Uma vez que você se interesse por literatura a ponto de começar a ler livros sobre o assunto, existe uma palavra que começa a aparecer bastante: alteridade.
Dizem que não se deve citar dicionário em texto de jornal, ainda mais quando se está a um Google de distância de qualquer definição, mas ainda assim, neste contexto, sacar uma definição do Houaiss não parece má ideia. Diz o dicionário, no verbete alteridade: “Natureza ou condição do que é outro, do que é distinto”.
Lendo, você tem a chance de ser um outro. De ter contato com alguém diferente de você. O cinema não faz isso, o teatro não faz isso, as artes plásticas raramente fazem isso. Para a literatura, o poder de colocar o leitor no lugar de outra pessoa é elementar, é principal engrenagem que a faz funcionar.
Literatura
“Ler é um dos grandes prazeres da solidão”, escreve o crítico Harold Bloom (1930–2019), no livro “Como e por que ler”. E continua, na tradução de José Roberto O’Shea: “Ler nos conduz à alteridade, seja à nossa própria, ou à de nossos amigos, presentes ou futuros”.
Quando Bloom diz que ler nos conduz à nossa própria alteridade, ele parece considerar que os livros são um pouco como pessoas: eles permitem que a gente se conheça melhor. Convivendo com elas (as pessoas) ou com eles (os livros), você tem chance de descobrir como pensa, de entender o que é importante ou não na sua vida.
“Literatura de ficção é alteridade e, portanto, alivia a solidão”, diz Bloom. “Lemos não apenas porque, na vida real, jamais conheceremos tantas pessoas como através da leitura, mas, também, porque amizades são frágeis, propensas a diminuir em número, a desaparecer, a sucumbir em decorrência da distância, do tempo, das divergências, dos desafetos da vida familiar e amorosa.”
O crítico americano argumenta que os livros permitem então que a gente conheça mais pessoas, de maneira íntima. Além disso, parafraseando Bloom, a literatura fornece conhecimento não só sobre os outros e sobre nós mesmo, mas também sobre as coisas da vida.
Colégio Medianeira
Em Curitiba, a conversa sobre literatura e alteridade tem ao menos um caso exemplar: o do Colégio Medianeira.
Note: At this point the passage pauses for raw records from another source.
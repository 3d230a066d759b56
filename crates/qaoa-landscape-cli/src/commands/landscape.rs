use std::path::PathBuf;

use anyhow::Context;
use clap::Args;
use serde::{Deserialize, Serialize};

use qaoa_landscape::analysis::MAXIMUM_ATOL;
use qaoa_landscape::{EnergyGrid, Graph, GridSpec, LandscapeConfig, LandscapeSampler, NodeId};

use crate::graph_input::{parse_pair, GraphArgs};
use crate::output::{cell_bar, write_json};

#[derive(Args, Debug)]
pub struct LandscapeArgs {
    #[command(flatten)]
    pub input: GraphArgs,

    /// Grid resolution per axis
    #[arg(short, long)]
    pub samples: Option<usize>,

    /// Upper end of the gamma window (excluded)
    #[arg(long)]
    pub gamma_max: Option<f64>,

    /// Upper end of the beta window (excluded)
    #[arg(long)]
    pub beta_max: Option<f64>,

    /// Worker threads; 1 samples on the main thread
    #[arg(short, long)]
    pub workers: Option<usize>,

    /// Measure this many shots per cell instead of exact probabilities
    #[arg(long)]
    pub shots: Option<u64>,

    /// Seed of the shot sampler
    #[arg(long)]
    pub seed: Option<u64>,

    /// Only the expected cut of this edge, e.g. "0-1"
    #[arg(long)]
    pub edge: Option<String>,

    /// Report maximizing parameters at cell centres
    #[arg(long)]
    pub centered: bool,

    /// Output file (prints to stdout if not specified)
    #[arg(short, long)]
    pub output: Option<PathBuf>,

    /// Hide the progress bar
    #[arg(long)]
    pub quiet: bool,
}

/// A sampled landscape together with what it was sampled from.
#[derive(Debug, Clone, Serialize, Deserialize)]
pub struct LandscapeReport {
    pub graph: Graph,
    pub edge: Option<(NodeId, NodeId)>,
    pub spec: GridSpec,
    pub max: f64,
    pub min: f64,
    pub maximizing_parameters: Vec<(f64, f64)>,
    pub grid: EnergyGrid,
}

impl LandscapeReport {
    pub fn load(path: &std::path::Path) -> anyhow::Result<Self> {
        let content = std::fs::read_to_string(path)
            .with_context(|| format!("failed to read landscape {}", path.display()))?;
        serde_json::from_str(&content)
            .with_context(|| format!("failed to parse landscape {}", path.display()))
    }
}

fn merged(args: &LandscapeArgs, config: &LandscapeConfig) -> LandscapeConfig {
    let mut config = config.clone();
    if let Some(samples) = args.samples {
        config.grid.samples = samples;
    }
    if let Some(gamma_max) = args.gamma_max {
        config.grid.gamma_max = gamma_max;
    }
    if let Some(beta_max) = args.beta_max {
        config.grid.beta_max = beta_max;
    }
    if let Some(workers) = args.workers {
        config.sampler.workers = workers;
    }
    if args.shots.is_some() {
        config.oracle.shots = args.shots;
    }
    if let Some(seed) = args.seed {
        config.oracle.seed = seed;
    }
    config
}

pub fn run(args: LandscapeArgs, config: &LandscapeConfig) -> anyhow::Result<()> {
    let config = merged(&args, config);
    config.validate().context("invalid landscape options")?;

    let graph = args.input.load()?;
    let edge = args.edge.as_deref().map(parse_pair).transpose()?;
    let oracle = config.oracle.build();
    tracing::info!(
        nodes = graph.num_nodes(),
        edges = graph.num_edges(),
        samples = config.grid.samples,
        workers = config.sampler.workers,
        shots = ?config.oracle.shots,
        "sampling landscape"
    );

    let mut sampler = LandscapeSampler::new(&graph, &oracle, config.grid)
        .edge(edge)
        .workers(config.sampler.workers);
    let bar = if args.quiet {
        None
    } else {
        let pb = cell_bar(sampler.total_cells() as u64, "cells")?;
        let handle = pb.clone();
        sampler = sampler.on_progress(move |done| handle.set_position(done as u64));
        Some(pb)
    };

    let grid = sampler.run()?;
    drop(sampler);
    if let Some(pb) = bar {
        pb.finish_and_clear();
    }

    let report = LandscapeReport {
        edge,
        spec: config.grid,
        max: grid.max(),
        min: grid.min(),
        maximizing_parameters: grid.maximizing_parameters(args.centered, MAXIMUM_ATOL)?,
        graph,
        grid,
    };
    tracing::info!(max = report.max, optima = report.maximizing_parameters.len(), "landscape done");
    write_json(&report, args.output.as_deref())
}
A escola se tornou conhecida por se preocupar com livros e leitura, e chegou a criar uma feira literária para incentivar alunas e alunos a ler.
O bibliotecário Mario Borges, responsável pelo acervo de livros do Medianeira – e por uma série de atividades permanentes de incentivo à leitura –, explica que o interesse da escola pela literatura tem a ver com os valores que ela considera importantes. “Com a leitura, é possível conscientizar o estudante sobre o cuidado com a natureza e com o outro”, diz Borges. “Além de conhecerem a si mesmos, graças ao desenvolvimento da capacidade de interiorização e ao cultivo da vida espiritual, os estudantes devem desenvolver um consistente conhecimento e experiência da sociedade e de seus desequilíbrios.”
Como um exemplo de livro usado para fazer estudantes exercitarem esse olhar para o outro, o bibliotecário cita “As memórias de Eugênia”, de Marcos Bagno, indicado para o sétimo ano do ensino fundamental. A história fala de patrimônios históricos, culturais e naturais. “A protagonista e narradora é Eugênia, uma árvore que presencia o crescimento de uma cidade e as consequências do progresso”, diz Borges. “Os estudantes aprendem sobre a importância de valorizar a história, a cultura e a preservar a natureza objetivando o progresso, sem desconsiderar a sustentabilidade, entendendo que os recursos naturais são limitados, assim como aprendem a valorizar a própria vida humana.”
Antídoto contra a solidão
O escritor David Foster Wallace (1962–2008) encarava a literatura como um antídoto contra a solidão – esse é inclusive o nome do livro que reúne algumas de suas melhores entrevistas, publicado pela editora Âyiné. “Existem alguns poucos livros que eu li e que me transformaram em outra pessoa, e acho que toda boa literatura de alguma maneira aborda o problema da, e age como um antídoto contra a solidão”, disse Foster Wallace. E ela funciona como um antídoto contra a solidão porque, com frequência e nos melhores casos, a literatura coloca o leitor dentro da cabeça de outra pessoa e permite que ele experimente o mundo através dessa outra pessoa.